__Task statement__: From the first line of the data below, copy each line up to the one containing "poverty guidelines for", and include that line too.

(Saved entries)
============

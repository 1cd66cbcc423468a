//! Engine-specific error types

use shared::{CountyId, GroupId, MemberId, SharedError, SkipReason};
use thiserror::Error;

/// Plan/pricing lookup failures for one (county, age, tobacco) tuple
#[derive(Error, Debug, Clone, PartialEq)]
pub enum LookupError {
    #[error("No plans in county_id {county_id}")]
    NoPlansInCounty { county_id: CountyId },

    #[error("No pricing for age {age} (tobacco={tobacco}) in county_id {county_id}")]
    NoPricingForParameters {
        county_id: CountyId,
        age: u32,
        tobacco: bool,
    },
}

impl From<LookupError> for SkipReason {
    fn from(error: LookupError) -> Self {
        match error {
            LookupError::NoPlansInCounty { county_id } => SkipReason::NoPlansInCounty { county_id },
            LookupError::NoPricingForParameters {
                county_id,
                age,
                tobacco,
            } => SkipReason::NoPricingForParameters {
                county_id,
                age,
                tobacco,
            },
        }
    }
}

/// Benchmark (SLCSP) failures
#[derive(Error, Debug, Clone, PartialEq)]
pub enum BenchmarkError {
    #[error("No plans in county_id {county_id}")]
    NoPlansInCounty { county_id: CountyId },

    #[error("No on-market Silver plans in county_id {county_id}")]
    NoSilverPlans { county_id: CountyId },

    #[error("No pricing for Silver plans in county_id {county_id}")]
    NoSilverPricing { county_id: CountyId },

    #[error("No priced Silver plans in county_id {county_id}")]
    NoPricedSilverPlans { county_id: CountyId },
}

impl From<BenchmarkError> for SkipReason {
    fn from(error: BenchmarkError) -> Self {
        match error {
            BenchmarkError::NoPlansInCounty { county_id } => SkipReason::NoPlansInCounty { county_id },
            BenchmarkError::NoSilverPlans { county_id } => SkipReason::NoSilverPlans { county_id },
            BenchmarkError::NoSilverPricing { county_id } => SkipReason::NoSilverPricing { county_id },
            BenchmarkError::NoPricedSilverPlans { county_id } => {
                SkipReason::NoPricedSilverPlans { county_id }
            }
        }
    }
}

#[derive(Error, Debug, Clone, PartialEq)]
pub enum SubsidyError {
    #[error("No poverty guidelines for tax year {tax_year}")]
    FplTableUnavailable { tax_year: i32 },
}

impl From<SubsidyError> for SkipReason {
    fn from(error: SubsidyError) -> Self {
        match error {
            SubsidyError::FplTableUnavailable { tax_year } => SkipReason::FplTableUnavailable { tax_year },
        }
    }
}

#[derive(Error, Debug)]
pub enum EngineError {
    #[error("Group not found: {group_id}")]
    GroupNotFound { group_id: GroupId },

    #[error("No members found for group {group_id}")]
    NoMembers { group_id: GroupId },

    #[error("Member {member_id} not found in group {group_id}")]
    MemberNotFound { group_id: GroupId, member_id: MemberId },

    #[error("Missing required input: {field}")]
    MissingInput { field: String },

    #[error("Could not compute age for member {member_id}")]
    AgeUncomputable { member_id: MemberId },

    #[error("Plan lookup failed: {0}")]
    Lookup(#[from] LookupError),

    #[error("Benchmark calculation failed: {0}")]
    Benchmark(#[from] BenchmarkError),

    #[error("Subsidy calculation failed: {0}")]
    Subsidy(#[from] SubsidyError),

    #[error("External affordability service unavailable: {message}")]
    ExternalServiceUnavailable { message: String },

    #[error("Failed to persist quote batch: {message}")]
    Persistence { message: String },

    #[error("Reference data error: {message}")]
    ReferenceData { message: String },

    #[error("Configuration error: {field}")]
    ConfigurationError { field: String },

    #[error("Shared component error: {0}")]
    SharedError(#[from] SharedError),

    #[error("I/O error: {0}")]
    IoError(#[from] std::io::Error),

    #[error("JSON serialization error: {0}")]
    JsonError(#[from] serde_json::Error),
}

impl EngineError {
    pub fn missing(field: impl Into<String>) -> Self {
        EngineError::MissingInput { field: field.into() }
    }

    pub fn config(field: impl Into<String>) -> Self {
        EngineError::ConfigurationError { field: field.into() }
    }

    pub fn persistence(message: impl std::fmt::Display) -> Self {
        EngineError::Persistence {
            message: message.to_string(),
        }
    }

    pub fn external(message: impl std::fmt::Display) -> Self {
        EngineError::ExternalServiceUnavailable {
            message: message.to_string(),
        }
    }

    /// True for errors the HTTP surface reports as not-found
    pub fn is_not_found(&self) -> bool {
        matches!(
            self,
            EngineError::GroupNotFound { .. }
                | EngineError::NoMembers { .. }
                | EngineError::MemberNotFound { .. }
        )
    }

    /// True for errors caused by the caller's input
    pub fn is_invalid_input(&self) -> bool {
        matches!(
            self,
            EngineError::MissingInput { .. }
                | EngineError::AgeUncomputable { .. }
                | EngineError::Benchmark(_)
                | EngineError::SharedError(_)
        )
    }
}

pub type EngineResult<T> = Result<T, EngineError>;
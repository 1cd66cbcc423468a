//! Wiring of the file-backed engine used by the binaries

use std::path::PathBuf;
use std::time::Duration;

use crate::config::EngineConfig;
use crate::core::PovertyGuidelines;
use crate::error::EngineResult;
use crate::orchestrator::QuoteEngine;
use crate::services::{ConfiguredProvider, FileBatchStore, RealMemberDirectory, RealReferenceStore};
use shared::{logging, service_info, ServiceId};

/// Engine over JSON reference data, a JSON member directory and JSON-lines history
pub type FileQuoteEngine =
    QuoteEngine<RealReferenceStore, RealMemberDirectory, FileBatchStore, ConfiguredProvider>;

/// Where the engine's data lives and how it runs
#[derive(Debug, Clone)]
pub struct EngineSources {
    pub reference: PathBuf,
    pub members: PathBuf,
    pub store_dir: PathBuf,
    /// Poverty guideline table overriding the built-in years
    pub poverty_table: Option<PathBuf>,
    pub max_concurrency: usize,
    pub provider_timeout: Duration,
}

impl EngineSources {
    pub async fn build(self) -> EngineResult<FileQuoteEngine> {
        let reference = RealReferenceStore::load(&self.reference).await?;
        let members = RealMemberDirectory::load(&self.members).await?;
        let batches = FileBatchStore::new(self.store_dir.clone());
        let provider = ConfiguredProvider::from_env()?;

        let guidelines = match &self.poverty_table {
            Some(path) => PovertyGuidelines::from_json_file(path)?,
            None => PovertyGuidelines::builtin(),
        };

        service_info!(
            ServiceId::current(),
            "📂 Reference {}, members {}, history in {}",
            self.reference.display(),
            self.members.display(),
            self.store_dir.display()
        );
        logging::log_progress(
            ServiceId::current(),
            "External affordability",
            if provider.is_enabled() { "enabled" } else { "disabled" },
        );

        let config = EngineConfig::default()
            .with_guidelines(guidelines)
            .with_max_concurrency(self.max_concurrency)
            .with_provider_timeout(self.provider_timeout);

        Ok(QuoteEngine::new(reference, members, batches, provider, config))
    }
}
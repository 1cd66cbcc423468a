//! HTTP handlers

pub mod handlers;
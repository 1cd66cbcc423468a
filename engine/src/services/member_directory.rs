//! Member directory backed by a JSON file of groups

use std::collections::HashMap;
use std::path::Path;

use async_trait::async_trait;
use serde::{Deserialize, Serialize};
use tokio::fs;

use crate::error::{EngineError, EngineResult};
use crate::traits::MemberDirectory;
use shared::{service_debug, service_warn, GroupId, Member, MemberZip, ServiceId};

#[derive(Debug, Clone, PartialEq, Serialize, Deserialize)]
pub struct GroupRecord {
    pub id: GroupId,
    #[serde(default)]
    pub name: String,
    #[serde(default)]
    pub members: Vec<Member>,
}

#[derive(Debug, Clone, Default, PartialEq, Serialize, Deserialize)]
pub struct DirectoryData {
    #[serde(default)]
    pub groups: Vec<GroupRecord>,
}

/// Read-only directory of groups and their members
pub struct RealMemberDirectory {
    groups: HashMap<GroupId, Vec<Member>>,
}

impl RealMemberDirectory {
    pub fn from_data(data: DirectoryData) -> Self {
        Self {
            groups: data
                .groups
                .into_iter()
                .map(|group| (group.id, group.members))
                .collect(),
        }
    }

    /// Directory with a single group
    pub fn single_group(group_id: GroupId, members: Vec<Member>) -> Self {
        Self::from_data(DirectoryData {
            groups: vec![GroupRecord {
                id: group_id,
                name: String::new(),
                members,
            }],
        })
    }

    pub async fn load(path: &Path) -> EngineResult<Self> {
        let content = fs::read_to_string(path).await.map_err(|e| EngineError::ReferenceData {
            message: format!("reading {}: {e}", path.display()),
        })?;
        let data: DirectoryData =
            serde_json::from_str(&content).map_err(|e| EngineError::ReferenceData {
                message: format!("parsing {}: {e}", path.display()),
            })?;

        for group in &data.groups {
            for member in &group.members {
                if let MemberZip::Invalid(raw) = &member.zip_code {
                    service_warn!(
                        ServiceId::current(),
                        "⚠️ Member {} of group {} has an invalid ZIP code {:?}; it will be skipped",
                        member.id,
                        group.id,
                        raw
                    );
                }
            }
        }

        service_debug!(
            ServiceId::current(),
            "👥 Loaded member directory: {} groups",
            data.groups.len()
        );
        Ok(Self::from_data(data))
    }
}

#[async_trait]
impl MemberDirectory for RealMemberDirectory {
    async fn members_of(&self, group_id: &GroupId) -> EngineResult<Option<Vec<Member>>> {
        Ok(self.groups.get(group_id).cloned())
    }
}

============

__Result__:
repository 1cd66cbcc423468a
//! Engine-specific error types

use shared::{CountyId, GroupId, MemberId, SharedError, SkipReason};
use thiserror::Error;

/// Plan/pricing lookup failures for one (county, age, tobacco) tuple
#[derive(Error, Debug, Clone, PartialEq)]
pub enum LookupError {
    #[error("No plans in county_id {county_id}")]
    NoPlansInCounty { county_id: CountyId },

    #[error("No pricing for age {age} (tobacco={tobacco}) in county_id {county_id}")]
    NoPricingForParameters {
        county_id: CountyId,
        age: u32,
        tobacco: bool,
    },
}

impl From<LookupError> for SkipReason {
    fn from(error: LookupError) -> Self {
        match error {
            LookupError::NoPlansInCounty { county_id } => SkipReason::NoPlansInCounty { county_id },
            LookupError::NoPricingForParameters {
                county_id,
                age,
                tobacco,
            } => SkipReason::NoPricingForParameters {
                county_id,
                age,
                tobacco,
            },
        }
    }
}

/// Benchmark (SLCSP) failures
#[derive(Error, Debug, Clone, PartialEq)]
pub enum BenchmarkError {
    #[error("No plans in county_id {county_id}")]
    NoPlansInCounty { county_id: CountyId },

    #[error("No on-market Silver plans in county_id {county_id}")]
    NoSilverPlans { county_id: CountyId },

    #[error("No pricing for Silver plans in county_id {county_id}")]
    NoSilverPricing { county_id: CountyId },

    #[error("No priced Silver plans in county_id {county_id}")]
    NoPricedSilverPlans { county_id: CountyId },
}

impl From<BenchmarkError> for SkipReason {
    fn from(error: BenchmarkError) -> Self {
        match error {
            BenchmarkError::NoPlansInCounty { county_id } => SkipReason::NoPlansInCounty { county_id },
            BenchmarkError::NoSilverPlans { county_id } => SkipReason::NoSilverPlans { county_id },
            BenchmarkError::NoSilverPricing { county_id } => SkipReason::NoSilverPricing { county_id },
            BenchmarkError::NoPricedSilverPlans { county_id } => {
                SkipReason::NoPricedSilverPlans { county_id }
            }
        }
    }
}

#[derive(Error, Debug, Clone, PartialEq)]
pub enum SubsidyError {
    #[error("No poverty guidelines for tax year {tax_year}")]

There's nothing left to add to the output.